会見には申し込みが殺到し、世界中からフランス、アメリカ、イギリス、韓国、ニュージーランド、台湾、イタリア、エストニア、スイス、ドイツ、ポーランド、ハンガリー、フィンランド、中国、ベトナム、マレーシア、カナダ、アラブ首長国連邦、ノルウェーなど日本をはじめ20を超える国と地域から映画関係者、メディアが参加した。

会見では代表取締役CEOの紀伊宗之氏が、ファンドが成立し、動き始めたことを発表すると同時に、「新たな国内外投資家の日本映画産業への参入」「クリエイターへの利益還元」を推し進める本ファンドのビジョンをプレゼンテーション。才能あふれるクリエイターとともに、世界を目指していくことを宣言した。


さらにファンドの投資期間を8年に設定し、その収益を再投資することで、キャリアのある監督だけでなく、次世代の新たな才能の発掘にも取り組んでいくことを発表。具体的に、今回映画監督デビューとなるゆりやんレトリィバァ氏のほか、初長編監督作『少女邂逅』(監督・脚本・編集)で若手映画監督・ミュージシャンの登龍門となっている映画祭「MOOSICLAB2017」で観客賞を受賞した枝優花氏、デビュー作『夜明け』(監督・脚本)が第23回釜山国際映画祭出品を果たし、現在進行中の企画も、2023年釜山国際映画祭のAsian Project Market(APM)でCJ賞とARRI賞を受賞している広瀬奈々子氏ら新進気鋭の若手映画監督との作品製作が現在準備中となる。
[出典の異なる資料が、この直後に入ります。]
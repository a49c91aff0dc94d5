//! Integration tests for the DeepBlocks API service.
//!
//! The server-level tests bind an ephemeral port on 127.0.0.1 and talk to it
//! over real HTTP.

use std::net::SocketAddr;

use axum::body::{to_bytes, Body};
use axum::http::{header, Method, Request, StatusCode};
use axum::Router;
use pretty_assertions::assert_eq;
use serde_json::{json, Value};
use tokio::net::TcpListener;
use tower::ServiceExt;

use deepblocks_api::api::{create_router, AppState, CorsPolicy};
use deepblocks_api::config::Config;
use deepblocks_api::metadata::ServiceMetadata;

const DEV_ORIGIN: &str = "http://localhost:5173";

fn router_for(config: &Config) -> Router {
    let cors = CorsPolicy::from_config(config).expect("valid CORS config");
    create_router(AppState::new(ServiceMetadata::current()), &cors)
}

/// Serve the default router on an ephemeral port.
async fn spawn_server() -> SocketAddr {
    let listener = TcpListener::bind("127.0.0.1:0").await.unwrap();
    let addr = listener.local_addr().unwrap();
    let router = router_for(&Config::default());

    tokio::spawn(async move {
        axum::serve(listener, router).await.unwrap();
    });

    addr
}

/// Plain client that ignores proxy settings from the environment.
fn client() -> reqwest::Client {
    reqwest::Client::builder().no_proxy().build().unwrap()
}

#[tokio::test]
async fn test_root_over_http() {
    let addr = spawn_server().await;

    let response = client()
        .get(format!("http://{addr}/"))
        .send()
        .await
        .unwrap();
    assert_eq!(response.status(), reqwest::StatusCode::OK);

    let body: Value = response.json().await.unwrap();
    assert_eq!(
        body,
        json!({
            "message": "DeepBlocks API is running",
            "version": "1.0.0",
            "docs": "/docs"
        })
    );
}

#[tokio::test]
async fn test_health_is_idempotent() {
    let addr = spawn_server().await;
    let client = client();

    let mut bodies = Vec::new();
    for _ in 0..5 {
        let response = client
            .get(format!("http://{addr}/health"))
            .send()
            .await
            .unwrap();
        assert_eq!(response.status(), reqwest::StatusCode::OK);
        bodies.push(response.text().await.unwrap());
    }

    let first: Value = serde_json::from_str(&bodies[0]).unwrap();
    assert_eq!(first, json!({"status": "healthy", "version": "1.0.0"}));
    assert!(bodies.iter().all(|b| b == &bodies[0]));
}

#[tokio::test]
async fn test_root_is_idempotent() {
    let addr = spawn_server().await;
    let client = client();

    let mut bodies = Vec::new();
    for _ in 0..5 {
        let response = client
            .get(format!("http://{addr}/"))
            .send()
            .await
            .unwrap();
        assert_eq!(response.status(), reqwest::StatusCode::OK);
        bodies.push(response.text().await.unwrap());
    }

    assert!(bodies.iter().all(|b| b == &bodies[0]));
}

#[tokio::test]
async fn test_docs_link_resolves() {
    let addr = spawn_server().await;

    let root: Value = client()
        .get(format!("http://{addr}/"))
        .send()
        .await
        .unwrap()
        .json()
        .await
        .unwrap();
    let docs = root["docs"].as_str().unwrap();

    // Follows the trailing-slash redirect, if any, to the UI page.
    let response = client()
        .get(format!("http://{addr}{docs}"))
        .send()
        .await
        .unwrap();
    assert_eq!(response.status(), reqwest::StatusCode::OK);
}

#[tokio::test]
async fn test_plain_options_is_not_a_preflight() {
    let addr = spawn_server().await;

    let response = client()
        .request(reqwest::Method::OPTIONS, format!("http://{addr}/health"))
        .send()
        .await
        .unwrap();

    assert_eq!(response.status(), reqwest::StatusCode::METHOD_NOT_ALLOWED);
    assert!(response
        .headers()
        .get("access-control-allow-credentials")
        .is_none());
}

#[tokio::test]
async fn test_unknown_path_over_http() {
    let addr = spawn_server().await;

    let response = client()
        .get(format!("http://{addr}/nonexistent"))
        .send()
        .await
        .unwrap();
    assert_eq!(response.status(), reqwest::StatusCode::NOT_FOUND);
}

#[tokio::test]
async fn test_preflight_over_http() {
    let addr = spawn_server().await;
    let client = client();

    let response = client
        .request(reqwest::Method::OPTIONS, format!("http://{addr}/health"))
        .header("Origin", DEV_ORIGIN)
        .header("Access-Control-Request-Method", "POST")
        .header("Access-Control-Request-Headers", "content-type")
        .send()
        .await
        .unwrap();

    assert_eq!(response.status(), reqwest::StatusCode::OK);
    let headers = response.headers();
    assert_eq!(headers["access-control-allow-origin"], DEV_ORIGIN);
    assert_eq!(headers["access-control-allow-credentials"], "true");
    assert_eq!(headers["access-control-allow-headers"], "content-type");

    let methods = headers["access-control-allow-methods"].to_str().unwrap();
    for method in ["DELETE", "GET", "HEAD", "OPTIONS", "PATCH", "POST", "PUT"] {
        assert!(methods.contains(method), "missing {method} in {methods}");
    }

    // Short-circuited: no JSON body from the handler.
    assert!(response.text().await.unwrap().is_empty());
}

#[tokio::test]
async fn test_configured_origins_are_honoured() {
    let config = Config {
        cors_allowed_origins: vec![
            DEV_ORIGIN.to_string(),
            "https://app.deepblocks.dev".to_string(),
        ],
        ..Config::default()
    };
    let app = router_for(&config);

    for (origin, allowed) in [
        (DEV_ORIGIN, true),
        ("https://app.deepblocks.dev", true),
        ("http://localhost:3000", false),
    ] {
        let response = app
            .clone()
            .oneshot(
                Request::builder()
                    .uri("/")
                    .header(header::ORIGIN, origin)
                    .body(Body::empty())
                    .unwrap(),
            )
            .await
            .unwrap();

        assert_eq!(response.status(), StatusCode::OK);
        let granted = response.headers().get(header::ACCESS_CONTROL_ALLOW_ORIGIN);
        if allowed {
            assert_eq!(granted.unwrap(), origin);
        } else {
            assert!(granted.is_none(), "{origin} should not be granted");
        }
    }
}

#[tokio::test]
async fn test_preflight_from_foreign_origin_is_not_granted() {
    let app = router_for(&Config::default());

    let response = app
        .oneshot(
            Request::builder()
                .method(Method::OPTIONS)
                .uri("/")
                .header(header::ORIGIN, "http://attacker.example")
                .header(header::ACCESS_CONTROL_REQUEST_METHOD, "GET")
                .body(Body::empty())
                .unwrap(),
        )
        .await
        .unwrap();

    assert!(response
        .headers()
        .get(header::ACCESS_CONTROL_ALLOW_ORIGIN)
        .is_none());
}

#[tokio::test]
async fn test_openapi_document_describes_endpoints() {
    let app = router_for(&Config::default());

    let response = app
        .oneshot(
            Request::builder()
                .uri("/openapi.json")
                .body(Body::empty())
                .unwrap(),
        )
        .await
        .unwrap();
    assert_eq!(response.status(), StatusCode::OK);

    let bytes = to_bytes(response.into_body(), usize::MAX).await.unwrap();
    let doc: Value = serde_json::from_slice(&bytes).unwrap();
    assert_eq!(doc["info"]["title"], "DeepBlocks API");
    assert_eq!(doc["info"]["version"], "1.0.0");
    assert!(doc["paths"]["/"]["get"].is_object());
    assert!(doc["paths"]["/health"]["get"].is_object());
}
そして、共に作品製作をしていくクリエイターの代表として三池崇史氏、西川美和氏が登壇。映画監督デビューを果たすことが発表されたゆりやんレトリィバァ氏も新人監督の代表として登壇し、「子どもころからの夢を叶えてくださったK2 Picturesさんには感謝してもしきれません。絶対に恩返しできるように頑張ります!!」と意気込みを語った。三池氏は「現場にいる我々が一番大事なことは映画を作って人を幸せにしながら、自分たちも幸せである必要があるのではないかという紀伊さんの考えに賛同し、今いろいろな企画を動かしています」とあいさつ。

西川氏も「日本の映画の仕組みを大きく変えるようなことを考えていて非常に頼もしいですし、ぜひその船に乗ってみたいなと思いました。キャリアのある監督だけでなく、新しい企画や若い監督にもチャレンジを与えて、必要十分な予算とよい環境で映画作りを目指されているところにも共感しますし、自分も挑戦したいなと思います」とK2 Picturesへの賛同を示した。

©Kazuko Wakayama

また、会場のメディア・映画関係者の中には「Japan Night」への参加ためカンヌに来ていた俳優・監督、斎藤工氏の姿も。「今年のカンヌ映画祭のメインビジュアルが、黒澤明監督の『八月の狂詩曲』(のワンシーンを使用している)ということで『オッペンハイマー』がアカデミー賞で作品賞に輝いた年に日本映画の名作がこのようにオマージュされていることについて、我々日本人以上に、フランスの方達や海外の方が、そういった映画のリテラシーなるものが高いと感じました。日本映画の弱点はどういうところにあると思いますか?」と鋭い質問が飛び出した。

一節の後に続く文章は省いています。